WHAT YOU ARE ASKED TO DO
Report the count of lines containing the word "crate" in the entries below, and nothing more.

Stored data
BEGIN

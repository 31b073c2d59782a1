use crate::config::NameServiceConfig;
use crate::errors::*;
use tracing_subscriber::{layer::SubscriberExt, util::SubscriberInitExt, EnvFilter};

/// Install the global tracing subscriber. `RUST_LOG` takes precedence over
/// the configured level.
pub fn init_tracing(config: &NameServiceConfig) -> Result<()> {
    let filter =
        EnvFilter::try_from_default_env().unwrap_or_else(|_| EnvFilter::new(&config.log_level));

    let result = if config.log_format == "json" {
        tracing_subscriber::registry()
            .with(filter)
            .with(tracing_subscriber::fmt::layer().json())
            .try_init()
    } else {
        tracing_subscriber::registry()
            .with(filter)
            .with(tracing_subscriber::fmt::layer().pretty())
            .try_init()
    };

    result.map_err(|e| ServiceError::Logging(e.to_string()))
}
//! Parse a `.env` file into a key-value map. Application to the process
//! environment (and the existing-env-wins rule) lives in the crate root.

use std::collections::HashMap;
use std::path::Path;

/// Location of `.env`: `override_dir` when given, else the current directory.
fn dotenv_path(override_dir: Option<&Path>) -> Option<std::path::PathBuf> {
    let dir = override_dir
        .map(Path::to_path_buf)
        .or_else(|| std::env::current_dir().ok())?;
    let path = dir.join(".env");
    (path.is_file()).then_some(path)
}

/// Line-oriented `KEY=VALUE` parser.
///
/// * `export KEY=value` is accepted (the prefix is dropped).
/// * Lines starting with `#` and lines without `=` are skipped.
/// * Double-quoted values unescape `\"`; single-quoted values are taken
///   verbatim; a `#` inside an unquoted value is kept.
/// * No multiline values or line continuations.
fn parse_dotenv(content: &str) -> HashMap<String, String> {
    let mut out = HashMap::new();
    for line in content.lines() {
        let line = line.trim();
        if line.is_empty() || line.starts_with('#') {
            continue;
        }
        let line = line.strip_prefix("export ").unwrap_or(line);
        let Some((key, raw)) = line.split_once('=') else {
            continue;
        };
        let key = key.trim();
        if key.is_empty() {
            continue;
        }
        let raw = raw.trim();
        let value = if raw.len() >= 2 && raw.starts_with('"') && raw.ends_with('"') {
            raw[1..raw.len() - 1].replace("\\\"", "\"")
        } else if raw.len() >= 2 && raw.starts_with('\'') && raw.ends_with('\'') {
            raw[1..raw.len() - 1].to_string()
        } else {
            raw.to_string()
        };
        out.insert(key.to_string(), value);
    }
    out
}

/// Loads `.env` into a map; a missing file is an empty map, not an error.
pub fn load_env_map(override_dir: Option<&Path>) -> std::io::Result<HashMap<String, String>> {
    match dotenv_path(override_dir) {
        Some(path) => Ok(parse_dotenv(&std::fs::read_to_string(path)?)),
        None => Ok(HashMap::new()),
    }
}

#[cfg(test)]
mod tests {
    use super::*;

    #[test]
    fn parses_plain_pairs() {
        let m = parse_dotenv("OPENAI_API_KEY=sk-test\nWEFT_DB=weft.db\n");
        assert_eq!(m.get("OPENAI_API_KEY").map(String::as_str), Some("sk-test"));
        assert_eq!(m.get("WEFT_DB").map(String::as_str), Some("weft.db"));
    }

    #[test]
    fn skips_comments_blanks_and_non_pairs() {
        let m = parse_dotenv("# a comment\n\nnot-a-pair\nKEY=v\n");
        assert_eq!(m.len(), 1);
        assert_eq!(m.get("KEY").map(String::as_str), Some("v"));
    }

    #[test]
    fn export_prefix_is_dropped() {
        let m = parse_dotenv("export KEY=value\n");
        assert_eq!(m.get("KEY").map(String::as_str), Some("value"));
    }

    #[test]
    fn quoted_values() {
        let m = parse_dotenv(
            "A=\"hello world\"\nB='literal $x'\nC=\"say \\\"hi\\\"\"\nD=\"\"\n",
        );
        assert_eq!(m.get("A").map(String::as_str), Some("hello world"));
        assert_eq!(m.get("B").map(String::as_str), Some("literal $x"));
        assert_eq!(m.get("C").map(String::as_str), Some("say \"hi\""));
        assert_eq!(m.get("D").map(String::as_str), Some(""));
    }

    #[test]
    fn empty_key_is_skipped_and_empty_value_kept() {
        let m = parse_dotenv("=orphan\nK=\n");
        assert_eq!(m.len(), 1);
        assert_eq!(m.get("K").map(String::as_str), Some(""));
    }

    #[test]
    fn load_env_map_missing_file_is_empty() {
        let dir = tempfile::tempdir().unwrap();
        assert!(load_env_map(Some(dir.path())).unwrap().is_empty());
    }

    #[test]
    fn load_env_map_reads_file() {
        let dir = tempfile::tempdir().unwrap();
        std::fs::write(dir.path().join(".env"), "X=1\nY=two\n").unwrap();
        let m = load_env_map(Some(dir.path())).unwrap();
        assert_eq!(m.get("X").map(String::as_str), Some("1"));
        assert_eq!(m.get("Y").map(String::as_str), Some("two"));
    }
}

END

EXPECTED OUTPUT
3